アカデミーヒルズ ランチョンセミナー会場の様子

宋文洲: 中国市場に挑戦しようとすると、いろいろな壁にぶち当たりますが、それは相手の壁ではなく、自分自身の壁です。

孫子の兵法には、戦略について詳しく書かれています。「戦わずして勝つ」というのは皆さんもご存知だと思いますが、これは神風を期待しろということではありません。戦略の略という字は、略式とか省くという意味です。つまり「なるべくやらないこと」なんです。

どうして日本の家電メーカーがサムスンに負けるかというと、これもあれも全部やるからです。テレビをつくっていない家電メーカーはありませんが、私は、皆さんの目が黒いうちにテレビはやめることになると保証します。いずれやめなければいけないんです。テレビなんてコモディティーだから、安い中国メーカーでも生きていけないんです。

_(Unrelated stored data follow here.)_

//! Stat allocation optimizer.
//!
//! Spends a point budget across the stats a build scales with so that a
//! caller-supplied objective (usually one AR or skill total) is maximised.
//!
//! ```text
//! base stats ──► apply minimums ──► free stats ──► strategy ──► Solution
//!                (declaration order)   (below cap)   exact / greedy / multi-start / brute
//! ```
//!
//! The objective is treated as a black box. Exact and brute force are
//! optimal for any objective; greedy and multi-start are heuristics that are
//! exact on concave objectives and usually close on S-shaped ones.

mod brute;
mod exact;
mod greedy;
mod multistart;
mod search;

use tracing::debug;

use crate::config::OptimizerConfig;
use crate::data::{Attribute, StatTable};
use crate::stats::PlayerStats;

use brute::solve_brute_force;
use exact::solve_exact;
use greedy::{GreedyParams, run_greedy};
use multistart::run_multi_start;
use search::{Search, apply_minimums, free_stats};

pub use search::FreeStats;

/// Fraction of the proportional single-point gain a lookahead step must beat.
pub const LOOKAHEAD_MARGIN: f64 = 0.9;

/// Lower and upper bound for one stat.
#[derive(Clone, Copy, Debug, PartialEq, Eq)]
#[cfg_attr(feature = "serde", derive(serde::Serialize, serde::Deserialize))]
#[cfg_attr(feature = "serde", serde(default))]
pub struct StatConfig {
    /// Met before any free spending.
    pub min: i32,
    /// Never exceeded.
    pub max: i32,
}

impl StatConfig {
    pub fn new(min: i32, max: i32) -> Self {
        Self { min, max }
    }

    /// Pin a stat at one level.
    pub fn locked(level: i32) -> Self {
        Self::new(level, level)
    }

    /// One config per stat with the posted requirement as its minimum.
    pub fn from_requirements(requirements: &StatTable<i32>) -> StatTable<Self> {
        requirements.map(|_, &requirement| Self {
            min: requirement,
            ..Self::default()
        })
    }
}

impl Default for StatConfig {
    fn default() -> Self {
        Self::new(0, crate::config::CalcConfig::MAX_STAT_LEVEL)
    }
}

/// Search strategy.
#[derive(
    Clone, Copy, Debug, Default, PartialEq, Eq, strum::Display, strum::EnumString,
)]
#[cfg_attr(feature = "serde", derive(serde::Serialize, serde::Deserialize))]
#[cfg_attr(feature = "serde", serde(rename_all = "kebab-case"))]
#[strum(serialize_all = "kebab-case", ascii_case_insensitive)]
pub enum Strategy {
    /// Exact for up to two free stats, multi-start otherwise.
    #[default]
    Auto,
    /// Budget-line walk over two free stats.
    #[strum(to_string = "exact-2d")]
    #[cfg_attr(feature = "serde", serde(rename = "exact-2d"))]
    Exact2D,
    Greedy,
    MultiStart,
    /// Every allocation. Test oracle; combinatorial cost.
    BruteForce,
}

/// Tuning for one [`solve`] call.
#[derive(Clone, Debug, PartialEq)]
#[cfg_attr(feature = "serde", derive(serde::Serialize, serde::Deserialize))]
#[cfg_attr(feature = "serde", serde(default))]
pub struct SolveOptions {
    pub strategy: Strategy,
    pub epsilon: f64,
    pub lookahead_points: i32,
    pub soft_cap_seeds: Vec<i32>,
}

impl SolveOptions {
    pub fn from_config(config: &OptimizerConfig) -> Self {
        Self {
            strategy: Strategy::Auto,
            epsilon: config.epsilon,
            lookahead_points: config.lookahead_points,
            soft_cap_seeds: config.soft_cap_seeds.clone(),
        }
    }

    pub fn with_strategy(mut self, strategy: Strategy) -> Self {
        self.strategy = strategy;
        self
    }

    fn greedy_params(&self) -> GreedyParams {
        GreedyParams {
            epsilon: self.epsilon,
            lookahead_points: self.lookahead_points,
        }
    }
}

impl Default for SolveOptions {
    fn default() -> Self {
        Self::from_config(&OptimizerConfig::default())
    }
}

/// Best allocation found.
#[derive(Clone, Debug, PartialEq)]
#[cfg_attr(feature = "serde", derive(serde::Serialize, serde::Deserialize))]
pub struct Solution {
    pub stats: PlayerStats,
    /// Objective at `stats`.
    pub damage: f64,
    /// Strategy that actually ran (never `Auto`).
    pub strategy: Strategy,
    /// `false` when the budget could not cover every minimum.
    pub minimums_met: bool,
    /// Objective calls made.
    pub evaluations: usize,
    /// Budget left when no point improved the objective or every free stat
    /// reached its cap.
    pub unspent: i32,
}

/// Maximise `objective` over allocations of `budget` points.
///
/// Minimums are met first in declaration order; a budget too small for them
/// is spent as far as it goes and reported through `minimums_met`. The rest
/// goes to `scaling_stats` (the free stats), never past a stat's `max`.
/// Exact and brute force spend every point the caps allow; the greedy
/// strategies may stop early on a flat objective.
pub fn solve(
    base_stats: &PlayerStats,
    scaling_stats: &[Attribute],
    budget: i32,
    stat_configs: &StatTable<StatConfig>,
    objective: impl Fn(&PlayerStats) -> f64,
    options: &SolveOptions,
) -> Solution {
    let (start, remaining, minimums_met) = apply_minimums(base_stats, budget, stat_configs);
    let free = free_stats(scaling_stats, &start, stat_configs);
    let free_count = free.len();
    let mut search = Search::new(stat_configs, free, objective);

    let strategy = match options.strategy {
        Strategy::Auto if free_count <= 2 => Strategy::Exact2D,
        Strategy::Auto => Strategy::MultiStart,
        Strategy::Exact2D if free_count > 2 => Strategy::MultiStart,
        other => other,
    };

    let spendable = remaining.min(search.capacity(&start));
    let params = options.greedy_params();
    let (stats, damage, unspent) = match strategy {
        Strategy::Exact2D => {
            let (stats, damage) = solve_exact(&mut search, &start, spendable);
            (stats, damage, remaining - spendable)
        }
        Strategy::BruteForce => {
            let (stats, damage) = solve_brute_force(&mut search, &start, spendable);
            (stats, damage, remaining - spendable)
        }
        Strategy::Greedy => run_greedy(&mut search, &start, remaining, params),
        Strategy::MultiStart | Strategy::Auto => {
            run_multi_start(&mut search, &start, remaining, &options.soft_cap_seeds, params)
        }
    };

    debug!(
        %strategy,
        free = free_count,
        budget,
        unspent,
        damage,
        evaluations = search.evaluations(),
        "optimizer finished"
    );

    Solution {
        stats,
        damage,
        strategy,
        minimums_met,
        evaluations: search.evaluations(),
        unspent,
    }
}

#[cfg(test)]
mod tests {
    use super::*;

    fn configs() -> StatTable<StatConfig> {
        StatTable::default()
    }

    /// Concave in each stat; optimum balances the weighted square roots.
    fn concave(stats: &PlayerStats) -> f64 {
        3.0 * f64::from(stats.str).sqrt() + 2.0 * f64::from(stats.dex).sqrt()
    }

    /// STR plus a 100 point jump once INT reaches 30.
    fn threshold(stats: &PlayerStats) -> f64 {
        f64::from(stats.str) + if stats.int >= 30 { 100.0 } else { 0.0 }
    }

    /// Only even levels count; one point alone gains nothing.
    fn staircase(stats: &PlayerStats) -> f64 {
        f64::from(stats.str / 2 * 2) * 3.0 + f64::from(stats.dex / 2 * 2)
    }

    #[test]
    fn auto_picks_exact_for_two_stats() {
        let solution = solve(
            &PlayerStats::uniform(10),
            &[Attribute::Str, Attribute::Dex],
            40,
            &configs(),
            concave,
            &SolveOptions::default(),
        );
        assert_eq!(solution.strategy, Strategy::Exact2D);
        assert_eq!(solution.stats.total(), 50 + 40);
        assert_eq!(solution.unspent, 0);
        // str + dex = 60; exact walk checks every split
        assert_eq!(solution.evaluations, 41);
    }

    #[test]
    fn exact_matches_brute_force() {
        let exact = solve(
            &PlayerStats::uniform(10),
            &[Attribute::Str, Attribute::Dex],
            35,
            &configs(),
            concave,
            &SolveOptions::default().with_strategy(Strategy::Exact2D),
        );
        let brute = solve(
            &PlayerStats::uniform(10),
            &[Attribute::Str, Attribute::Dex],
            35,
            &configs(),
            concave,
            &SolveOptions::default().with_strategy(Strategy::BruteForce),
        );
        assert_eq!(exact.stats, brute.stats);
        assert!((exact.damage - brute.damage).abs() < 1e-12);
    }

    #[test]
    fn auto_uses_multi_start_for_three_stats() {
        let solution = solve(
            &PlayerStats::uniform(10),
            &[Attribute::Str, Attribute::Dex, Attribute::Int],
            30,
            &configs(),
            threshold,
            &SolveOptions::default(),
        );
        assert_eq!(solution.strategy, Strategy::MultiStart);
    }

    #[test]
    fn multi_start_escapes_threshold_trap() {
        let free = [Attribute::Str, Attribute::Int];
        let options = SolveOptions::default();
        let base = PlayerStats::uniform(10);

        // Greedy feeds STR forever: 10 + 30 = 40
        let greedy = solve(
            &base,
            &free,
            30,
            &configs(),
            threshold,
            &options.clone().with_strategy(Strategy::Greedy),
        );
        assert_eq!(greedy.stats.str, 40);
        assert!((greedy.damage - 40.0).abs() < 1e-12);

        // The INT 30 seed costs 20 points; the other 10 go to STR: 20 + 100
        let multi = solve(
            &base,
            &free,
            30,
            &configs(),
            threshold,
            &options.clone().with_strategy(Strategy::MultiStart),
        );
        let brute = solve(
            &base,
            &free,
            30,
            &configs(),
            threshold,
            &options.with_strategy(Strategy::BruteForce),
        );
        assert!((multi.damage - 120.0).abs() < 1e-12);
        assert!((brute.damage - 120.0).abs() < 1e-12);
        assert_eq!(multi.stats.int, 30);
    }

    #[test]
    fn lookahead_climbs_staircase() {
        let solution = solve(
            &PlayerStats::uniform(10),
            &[Attribute::Str, Attribute::Dex],
            20,
            &configs(),
            staircase,
            &SolveOptions::default().with_strategy(Strategy::Greedy),
        );
        // Every point into STR: 30 × 3 + 10
        assert_eq!(solution.stats.str, 30);
        assert!((solution.damage - 100.0).abs() < 1e-12);
        assert_eq!(solution.unspent, 0);
    }

    #[test]
    fn flat_objective_leaves_points_unspent() {
        let solution = solve(
            &PlayerStats::uniform(10),
            &[Attribute::Str],
            15,
            &configs(),
            |_| 7.0,
            &SolveOptions::default().with_strategy(Strategy::Greedy),
        );
        assert_eq!(solution.unspent, 15);
        assert_eq!(solution.stats, PlayerStats::uniform(10));
    }

    #[test]
    fn caps_limit_spending() {
        let mut configs = configs();
        configs[Attribute::Str] = StatConfig::new(0, 25);
        let solution = solve(
            &PlayerStats::uniform(10),
            &[Attribute::Str],
            40,
            &configs,
            |s| f64::from(s.str),
            &SolveOptions::default(),
        );
        assert_eq!(solution.stats.str, 25);
        assert_eq!(solution.unspent, 25);
    }

    #[test]
    fn unmet_minimums_are_reported() {
        let mut configs = configs();
        configs[Attribute::Str] = StatConfig::new(30, 99);
        configs[Attribute::Arc] = StatConfig::new(25, 99);
        let solution = solve(
            &PlayerStats::uniform(10),
            &[Attribute::Str, Attribute::Arc],
            25,
            &configs,
            |s| f64::from(s.str + s.arc),
            &SolveOptions::default(),
        );
        assert!(!solution.minimums_met);
        assert_eq!(solution.stats.str, 30);
        assert_eq!(solution.stats.arc, 15);
        assert_eq!(solution.unspent, 0);
    }

    #[test]
    fn locked_stat_is_not_free() {
        let mut configs = configs();
        configs[Attribute::Dex] = StatConfig::locked(10);
        let solution = solve(
            &PlayerStats::uniform(10),
            &[Attribute::Str, Attribute::Dex],
            10,
            &configs,
            |s| f64::from(s.dex * 10 + s.str),
            &SolveOptions::default(),
        );
        assert_eq!(solution.stats.dex, 10);
        assert_eq!(solution.stats.str, 20);
    }

    #[test]
    fn strategy_parses_kebab_case() {
        assert_eq!("multi-start".parse::<Strategy>(), Ok(Strategy::MultiStart));
        assert_eq!("Exact-2D".parse::<Strategy>(), Ok(Strategy::Exact2D));
        assert_eq!(Strategy::Exact2D.to_string(), "exact-2d");
        assert_eq!(Strategy::BruteForce.to_string(), "brute-force");
    }

    #[test]
    fn requirement_minimums_come_from_weapon() {
        let configs = StatConfig::from_requirements(&StatTable::from_array([12, 18, 0, 0, 20]));
        assert_eq!(configs[Attribute::Dex], StatConfig::new(18, 99));
        assert_eq!(configs[Attribute::Int], StatConfig::default());
    }

    mod attack_rating_objective {
        use super::*;
        use crate::data::Affinity;
        use crate::fixtures;
        use crate::weapon::{ArOptions, calculate_ar};

        fn rivers(budget: i32, strategy: Strategy) -> Solution {
            let data = fixtures::weapon_data();
            let requirements = data
                .weapon(fixtures::RIVERS_OF_BLOOD)
                .unwrap()
                .requirements;
            solve(
                &PlayerStats::uniform(10),
                &[Attribute::Str, Attribute::Dex, Attribute::Arc],
                budget,
                &StatConfig::from_requirements(&requirements),
                |stats| {
                    calculate_ar(
                        &data,
                        fixtures::RIVERS_OF_BLOOD,
                        Affinity::Standard,
                        10,
                        stats,
                        ArOptions::default(),
                    )
                    .map_or(0.0, |ar| ar.total)
                },
                &SolveOptions::default().with_strategy(strategy),
            )
        }

        #[test]
        fn heuristics_track_brute_force_past_the_penalty() {
            for budget in [30, 70] {
                let brute = rivers(budget, Strategy::BruteForce);
                let greedy = rivers(budget, Strategy::Greedy);
                let multi = rivers(budget, Strategy::MultiStart);

                assert!(brute.minimums_met);
                assert_eq!(brute.unspent, 0);
                assert!(brute.stats.str >= 12 && brute.stats.dex >= 18 && brute.stats.arc >= 20);
                assert!(greedy.damage >= brute.damage * 0.98, "budget {budget}");
                assert!(multi.damage >= brute.damage * 0.99, "budget {budget}");
                assert!(multi.damage >= greedy.damage);
            }
        }
    }
}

新しいことをやるのが戦略だ、と言う人が多いですね。皆さんの会社にも戦略を立てる企画部署があると思いますけれど、やめたほうがいい。苦労を知らない若いやつが毎日パソコンをいじって「我々の戦略は~」って、お前から聞きたくない(笑)。戦略は社長から聞きたい。社長の一言でいいんです。日本は戦略を誤解しています。

「中国のマーケットは難しい」とみんな言います。私もそう思います。ではどうすればいいかというと、発想の転換が必要です。それは実に簡単な話です。日本の過去30年間の成功事例を調べて「日本はここが強い。これさえやっておけばいいんだ」と思うものを全部やめることです。そうすれば日本はよくなります。経団連が「日本の勝ちパターンだ」と言っているものは、全部やめたほうがいい。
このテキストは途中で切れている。